* Task details *
Pull every line with the word "malloc" out of the entries below.

* Records from a collection *
━━━━━━━━━━

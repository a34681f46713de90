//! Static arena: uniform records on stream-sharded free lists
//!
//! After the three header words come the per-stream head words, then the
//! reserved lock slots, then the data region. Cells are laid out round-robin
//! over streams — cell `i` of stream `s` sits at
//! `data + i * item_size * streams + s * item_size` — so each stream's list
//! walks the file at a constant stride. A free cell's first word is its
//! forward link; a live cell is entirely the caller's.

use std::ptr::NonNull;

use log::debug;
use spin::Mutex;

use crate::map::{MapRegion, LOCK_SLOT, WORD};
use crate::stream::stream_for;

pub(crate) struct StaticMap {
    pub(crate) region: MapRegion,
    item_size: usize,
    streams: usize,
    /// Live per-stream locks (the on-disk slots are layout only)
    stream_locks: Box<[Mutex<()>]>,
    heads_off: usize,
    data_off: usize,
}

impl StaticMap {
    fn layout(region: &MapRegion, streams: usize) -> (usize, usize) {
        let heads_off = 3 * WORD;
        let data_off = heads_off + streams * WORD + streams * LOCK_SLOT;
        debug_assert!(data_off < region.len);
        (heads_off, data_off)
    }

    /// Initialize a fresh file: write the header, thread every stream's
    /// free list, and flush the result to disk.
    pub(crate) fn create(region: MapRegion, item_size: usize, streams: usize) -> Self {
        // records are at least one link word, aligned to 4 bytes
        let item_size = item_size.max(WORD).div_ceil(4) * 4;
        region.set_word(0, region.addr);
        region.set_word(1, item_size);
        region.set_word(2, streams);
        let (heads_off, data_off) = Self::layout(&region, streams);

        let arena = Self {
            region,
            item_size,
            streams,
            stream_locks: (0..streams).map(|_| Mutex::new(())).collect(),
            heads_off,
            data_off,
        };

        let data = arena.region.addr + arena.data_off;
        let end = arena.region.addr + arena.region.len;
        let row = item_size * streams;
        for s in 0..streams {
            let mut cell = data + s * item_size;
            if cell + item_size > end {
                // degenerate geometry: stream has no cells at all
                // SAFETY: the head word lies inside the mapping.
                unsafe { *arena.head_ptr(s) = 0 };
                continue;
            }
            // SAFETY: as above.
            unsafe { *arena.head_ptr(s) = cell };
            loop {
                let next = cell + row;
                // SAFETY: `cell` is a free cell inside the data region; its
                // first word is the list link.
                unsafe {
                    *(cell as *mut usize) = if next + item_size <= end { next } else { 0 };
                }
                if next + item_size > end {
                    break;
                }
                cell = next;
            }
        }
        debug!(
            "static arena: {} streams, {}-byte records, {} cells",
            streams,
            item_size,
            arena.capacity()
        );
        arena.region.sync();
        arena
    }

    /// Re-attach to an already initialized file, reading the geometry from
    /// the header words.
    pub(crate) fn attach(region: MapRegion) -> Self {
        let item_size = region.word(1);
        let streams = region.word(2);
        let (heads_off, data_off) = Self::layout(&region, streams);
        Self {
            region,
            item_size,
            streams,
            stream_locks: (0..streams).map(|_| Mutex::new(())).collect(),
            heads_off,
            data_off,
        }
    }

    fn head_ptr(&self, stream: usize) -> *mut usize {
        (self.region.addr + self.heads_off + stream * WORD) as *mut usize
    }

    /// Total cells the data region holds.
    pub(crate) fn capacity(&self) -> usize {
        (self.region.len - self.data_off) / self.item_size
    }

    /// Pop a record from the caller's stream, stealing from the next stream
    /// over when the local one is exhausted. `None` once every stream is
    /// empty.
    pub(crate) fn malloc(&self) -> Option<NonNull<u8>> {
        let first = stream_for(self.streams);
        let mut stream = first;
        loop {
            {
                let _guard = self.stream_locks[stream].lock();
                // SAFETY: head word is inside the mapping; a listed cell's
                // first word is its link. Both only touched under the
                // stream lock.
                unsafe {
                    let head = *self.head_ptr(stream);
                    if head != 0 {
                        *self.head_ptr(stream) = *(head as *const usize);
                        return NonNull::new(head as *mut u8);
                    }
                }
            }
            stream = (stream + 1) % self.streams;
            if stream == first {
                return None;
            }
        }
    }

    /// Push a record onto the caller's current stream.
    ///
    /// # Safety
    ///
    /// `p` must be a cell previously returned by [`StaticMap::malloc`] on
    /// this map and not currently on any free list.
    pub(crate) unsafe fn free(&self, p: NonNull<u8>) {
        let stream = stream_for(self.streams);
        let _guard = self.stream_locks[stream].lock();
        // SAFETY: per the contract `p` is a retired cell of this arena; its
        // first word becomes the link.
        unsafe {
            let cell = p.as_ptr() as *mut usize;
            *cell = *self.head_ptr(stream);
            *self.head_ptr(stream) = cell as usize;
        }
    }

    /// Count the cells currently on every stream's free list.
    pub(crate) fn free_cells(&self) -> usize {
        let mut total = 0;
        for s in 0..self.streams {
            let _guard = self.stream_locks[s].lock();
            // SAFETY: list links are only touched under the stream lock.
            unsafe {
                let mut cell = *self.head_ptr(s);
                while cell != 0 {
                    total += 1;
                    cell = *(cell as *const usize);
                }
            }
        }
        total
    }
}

━━━━━━━━━━

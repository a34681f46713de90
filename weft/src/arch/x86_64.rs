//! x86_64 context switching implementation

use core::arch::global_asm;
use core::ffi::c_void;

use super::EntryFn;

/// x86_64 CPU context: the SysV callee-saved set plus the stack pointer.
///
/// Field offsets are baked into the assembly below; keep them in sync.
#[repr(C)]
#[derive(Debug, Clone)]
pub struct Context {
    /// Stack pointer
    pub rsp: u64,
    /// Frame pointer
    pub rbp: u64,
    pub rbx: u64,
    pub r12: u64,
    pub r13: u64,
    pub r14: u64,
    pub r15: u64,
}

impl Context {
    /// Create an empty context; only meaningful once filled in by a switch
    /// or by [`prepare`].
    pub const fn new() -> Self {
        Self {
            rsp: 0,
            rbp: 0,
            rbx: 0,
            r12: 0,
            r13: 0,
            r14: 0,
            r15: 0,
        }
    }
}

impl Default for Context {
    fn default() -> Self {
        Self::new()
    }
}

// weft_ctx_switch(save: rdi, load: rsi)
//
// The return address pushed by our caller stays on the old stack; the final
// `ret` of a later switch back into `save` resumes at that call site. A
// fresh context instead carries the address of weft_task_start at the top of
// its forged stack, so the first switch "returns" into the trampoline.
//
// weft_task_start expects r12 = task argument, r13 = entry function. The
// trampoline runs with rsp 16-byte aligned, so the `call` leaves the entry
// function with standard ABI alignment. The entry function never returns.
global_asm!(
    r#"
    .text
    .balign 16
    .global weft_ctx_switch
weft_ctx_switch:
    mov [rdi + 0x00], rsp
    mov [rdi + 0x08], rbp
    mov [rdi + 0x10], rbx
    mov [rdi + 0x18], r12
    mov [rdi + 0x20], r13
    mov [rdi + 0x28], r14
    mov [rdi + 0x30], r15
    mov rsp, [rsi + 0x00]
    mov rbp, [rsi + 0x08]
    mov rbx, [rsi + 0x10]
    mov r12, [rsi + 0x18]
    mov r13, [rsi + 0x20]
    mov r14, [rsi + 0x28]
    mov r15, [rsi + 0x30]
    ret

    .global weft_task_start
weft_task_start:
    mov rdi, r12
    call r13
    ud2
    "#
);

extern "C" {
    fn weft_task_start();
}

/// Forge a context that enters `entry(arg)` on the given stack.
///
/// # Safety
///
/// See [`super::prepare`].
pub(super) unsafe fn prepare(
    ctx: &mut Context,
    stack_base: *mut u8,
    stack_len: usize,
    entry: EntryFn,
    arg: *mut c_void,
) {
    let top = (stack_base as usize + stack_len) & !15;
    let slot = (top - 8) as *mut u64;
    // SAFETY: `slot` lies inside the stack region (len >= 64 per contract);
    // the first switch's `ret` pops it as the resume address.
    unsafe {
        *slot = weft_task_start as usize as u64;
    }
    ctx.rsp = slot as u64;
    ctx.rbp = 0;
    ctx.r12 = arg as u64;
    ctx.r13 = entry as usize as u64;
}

━━━━━━━━━━

* Exercise solution *
    pub(crate) fn malloc(&self) -> Option<NonNull<u8>> {
    /// `p` must be a cell previously returned by [`StaticMap::malloc`] on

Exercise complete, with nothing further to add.